For about 30 years, nearly 45 percent of the world’s recyclable paper, plastics and other goods were shipped to China for processing. In 2017, China announced new, stringent restrictions on what their country would accept. That left recycling programs in the United States scrambling to find replacement services.
As vox.com pointed out, “After years of hearing that we should recycle more, it’s pretty shocking to realize that we don’t have an infrastructure that can deal with all of it.”
In Casa Grande, recycling was encouraged as part of their municipal trash collection program. The City used to receive about $25,000 or $30,000 per year as payment for the recyclables.
The announcement on the Casa Grande City website reads, “Last year, the city was PAID $18 a ton for recycled materials. But after the collapse of the global market for recyclables, it would now COST the city $67 a ton to process recycled materials, plus the cost of transportation and stiff penalties if a load is contaminated with non-recyclables.”
“China’s decision to pull out of the global market has had a major impact on the cost of recycling nationwide,” said Casa Grande Public Works Director Kevin Louis. “Given the enormous price spike, it’s our staffs’ recommendation to suspend the program until we can find a more cost-effective solution.”

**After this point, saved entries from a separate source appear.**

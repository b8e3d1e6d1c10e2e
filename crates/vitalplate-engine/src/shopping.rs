// ABOUTME: Shopping list aggregation across a selected meal plan
// ABOUTME: Counts missing ingredients, keeps first-seen amounts, and ranks by how often each is needed
//
// SPDX-License-Identifier: MIT OR Apache-2.0
// Copyright (c) 2025 Vitalplate

use std::collections::{HashMap, HashSet};

use vitalplate_core::models::{PlanItem, Priority, ShoppingItem};

use crate::config::EngineConfig;
use crate::recipes::lowercase_set;

/// Builds a prioritized shopping list from a plan
#[derive(Debug, Clone)]
pub struct ShoppingListBuilder {
    pantry: HashSet<String>,
}

impl Default for ShoppingListBuilder {
    fn default() -> Self {
        Self::with_pantry(&EngineConfig::default().pantry_staples)
    }
}

impl ShoppingListBuilder {
    /// Builder with the default pantry staples
    #[must_use]
    pub fn new() -> Self {
        Self::default()
    }

    /// Builder with explicit pantry staples (matched case-insensitively)
    #[must_use]
    pub fn with_pantry(pantry_staples: &[String]) -> Self {
        Self {
            pantry: lowercase_set(pantry_staples),
        }
    }

    /// Aggregate every plan ingredient the user still needs.
    ///
    /// Ingredients in `available` (exact spelling) or in the pantry are skipped.
    /// Output is ordered by count descending then name ascending.
    #[must_use]
    pub fn build(&self, plan: &[PlanItem], available: Option<&[String]>) -> Vec<ShoppingItem> {
        let available: HashSet<&str> = available
            .unwrap_or_default()
            .iter()
            .map(String::as_str)
            .collect();

        // name → (count, first-seen amount)
        let mut tally: HashMap<&str, (usize, &str)> = HashMap::new();
        for item in plan {
            for ingredient in &item.recipe.ingredients {
                let name = ingredient.name.as_str();
                if available.contains(name) || self.pantry.contains(&name.to_lowercase()) {
                    continue;
                }
                tally
                    .entry(name)
                    .and_modify(|(count, _)| *count += 1)
                    .or_insert((1, ingredient.amount.as_str()));
            }
        }

        let mut items: Vec<ShoppingItem> = tally
            .into_iter()
            .map(|(name, (count, amount))| ShoppingItem {
                ingredient: name.to_owned(),
                count,
                amount: amount.to_owned(),
                priority: Priority::from_count(count),
            })
            .collect();
        items.sort_by(|a, b| {
            b.count
                .cmp(&a.count)
                .then_with(|| a.ingredient.cmp(&b.ingredient))
        });
        items
    }
}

City Manager Larry Rains explained, “If the recycling program was continued, it was estimated there would have to be a $2-$3 increase in monthly city garbage collection fees.”
On the other hand, by suspending the program, residents can expect to see about a $2 per month decrease in their trash collection bill.

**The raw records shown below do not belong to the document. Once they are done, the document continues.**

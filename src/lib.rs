//! Health-gated redirect server.
//!
//! Gates traffic to an upstream destination behind a periodically-refreshed
//! health signal: while the monitored target is healthy, every inbound
//! request is redirected to it (307); while unhealthy or not yet probed,
//! the server answers with a maintenance response (503, JSON or HTML by
//! content negotiation) and never forwards the request.
//!
//! # Architecture Overview
//!
//! ```text
//!                    ┌──────────────────────────────────────────────┐
//!                    │                 HEALTH GATE                   │
//!                    │                                               │
//!   Client Request   │  ┌─────────┐        ┌───────────────────┐    │
//!   ─────────────────┼─▶│  http   │───────▶│  health::state     │    │
//!                    │  │  gate   │  read  │  (shared cell)     │    │
//!   Client Response  │  └─────────┘        └─────────▲─────────┘    │
//!   ◀────────────────┼── 307 | 503                   │ write        │
//!                    │                      ┌────────┴─────────┐    │
//!                    │                      │ health::monitor   │    │
//!                    │                      │  + health::probe  │────┼──▶ Health-check
//!                    │                      └──────────────────┘    │    endpoint
//!                    │                                               │
//!                    │  ┌────────────────────────────────────────┐  │
//!                    │  │         Cross-Cutting Concerns          │  │
//!                    │  │  config · lifecycle · observability     │  │
//!                    │  └────────────────────────────────────────┘  │
//!                    └──────────────────────────────────────────────┘
//! ```

// Core subsystems
pub mod config;
pub mod health;
pub mod http;

// Cross-cutting concerns
pub mod lifecycle;
pub mod observability;

pub use config::GateConfig;
pub use health::{Monitor, SharedHealth};
pub use http::GateServer;
pub use lifecycle::Shutdown;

The cost difference between putting the trash into the landfill, versus recycling it? According to Rains, sending the trash to the landfill will cost about $38 per ton, as opposed to about $135 per ton to send it to Phoenix for processing.
One question that had to be answered was how this decision would affect the lifespan of the City’s landfill.
“We were surprised, quite frankly to find that we would extend the useful life [of the landfill] by only three to six months,” Rains said regarding the recycling program.
“If you’re looking at it purely from a financial perspective,” Rains said, “You could begin to make some sense as to why this (suspension) is actually being recommended to the mayor and council.”
The City’s press release offers details regarding the suspension:
“As part of the Fiscal Year 2020 budget approved by the City Council, curbside recycling will be suspended beginning July 1, 2019. The Public Works Department will be placing flyers in blue recycling bins notifying customers of their last recycling pickup date.
“City workers will not be collecting the blue bins after the last scheduled recycling pick up. Residential customers can either bring the bins to the Public Works North Operation Center at 3181 N. Lear Avenue, or they can keep them. If a customer keeps their blue bin, recycling materials will not be picked up after a customer’s last recycling pickup date.
“The Public Works Department will continue to evaluate the recycling program should the city consider reinstating curbside recycling in the future. In the meantime, a list of sites where residents can take recyclable materials can be found on the city’s website at www.casagrandeaz.gov/recycle.”
Although the change in service is being described as a “suspension,” the City is unlikely to resume the service in the foreseeable future. In the FAQ’s listed on the casagrandeaz.gov website, it is written, “The city is suspending the current recycling program until a more effective, efficient, and economically viable means of recycling is found to replace the current program.”